Saved entries
//! HTML helper functions

/// Escape HTML special characters
pub fn html_escape(s: &str) -> String {
    s.replace('&', "&amp;")
        .replace('<', "&lt;")
        .replace('>', "&gt;")
        .replace('"', "&quot;")
        .replace('\'', "&#39;")
}

/// Strip HTML tags from a string
pub fn strip_html(s: &str) -> String {
    let mut result = String::with_capacity(s.len());
    let mut in_tag = false;

    for c in s.chars() {
        match c {
            '<' => in_tag = true,
            '>' => in_tag = false,
            _ if !in_tag => result.push(c),
            _ => {}
        }
    }

    result
}

/// Escape XML special characters
pub fn escape_xml(s: &str) -> String {
    s.replace('&', "&amp;")
        .replace('<', "&lt;")
        .replace('>', "&gt;")
        .replace('"', "&quot;")
        .replace('\'', "&apos;")
}

/// Render an attribute list, skipping attributes without a value.
///
/// # Examples
/// ```ignore
/// attrs(&[("href", Some("/a")), ("target", None)]) // -> r#" href="/a""#
/// ```
pub fn attrs(pairs: &[(&str, Option<&str>)]) -> String {
    pairs
        .iter()
        .filter_map(|(name, value)| value.map(|v| format!(r#" {}="{}""#, name, html_escape(v))))
        .collect()
}

/// Decorative icon placeholder, styled by the stylesheet per icon name
pub fn icon(name: &str) -> String {
    if name.trim().is_empty() {
        return String::new();
    }
    format!(
        r#"<span class="icon icon-{}" aria-hidden="true"></span>"#,
        slug::slugify(name)
    )
}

Work request » Only a verbatim transcription of the lines from the one containing "HTML special characters" through the last line of the records counts as the answer.

Reply »
/// Escape HTML special characters
pub fn html_escape(s: &str) -> String {
    s.replace('&', "&amp;")
        .replace('<', "&lt;")
        .replace('>', "&gt;")
        .replace('"', "&quot;")
        .replace('\'', "&#39;")
}

/// Strip HTML tags from a string
pub fn strip_html(s: &str) -> String {
    let mut result = String::with_capacity(s.len());
    let mut in_tag = false;

    for c in s.chars() {
        match c {
            '<' => in_tag = true,
            '>' => in_tag = false,
            _ if !in_tag => result.push(c),
            _ => {}
        }
    }

    result
}

/// Escape XML special characters
pub fn escape_xml(s: &str) -> String {
    s.replace('&', "&amp;")
        .replace('<', "&lt;")
        .replace('>', "&gt;")
        .replace('"', "&quot;")
        .replace('\'', "&apos;")
}

/// Render an attribute list, skipping attributes without a value.
///
/// # Examples
/// ```ignore
/// attrs(&[("href", Some("/a")), ("target", None)]) // -> r#" href="/a""#
/// ```
pub fn attrs(pairs: &[(&str, Option<&str>)]) -> String {
    pairs
        .iter()
        .filter_map(|(name, value)| value.map(|v| format!(r#" {}="{}""#, name, html_escape(v))))
        .collect()
}

/// Decorative icon placeholder, styled by the stylesheet per icon name
pub fn icon(name: &str) -> String {
    if name.trim().is_empty() {
        return String::new();
    }
    format!(
        r#"<span class="icon icon-{}" aria-hidden="true"></span>"#,
        slug::slugify(name)
    )
}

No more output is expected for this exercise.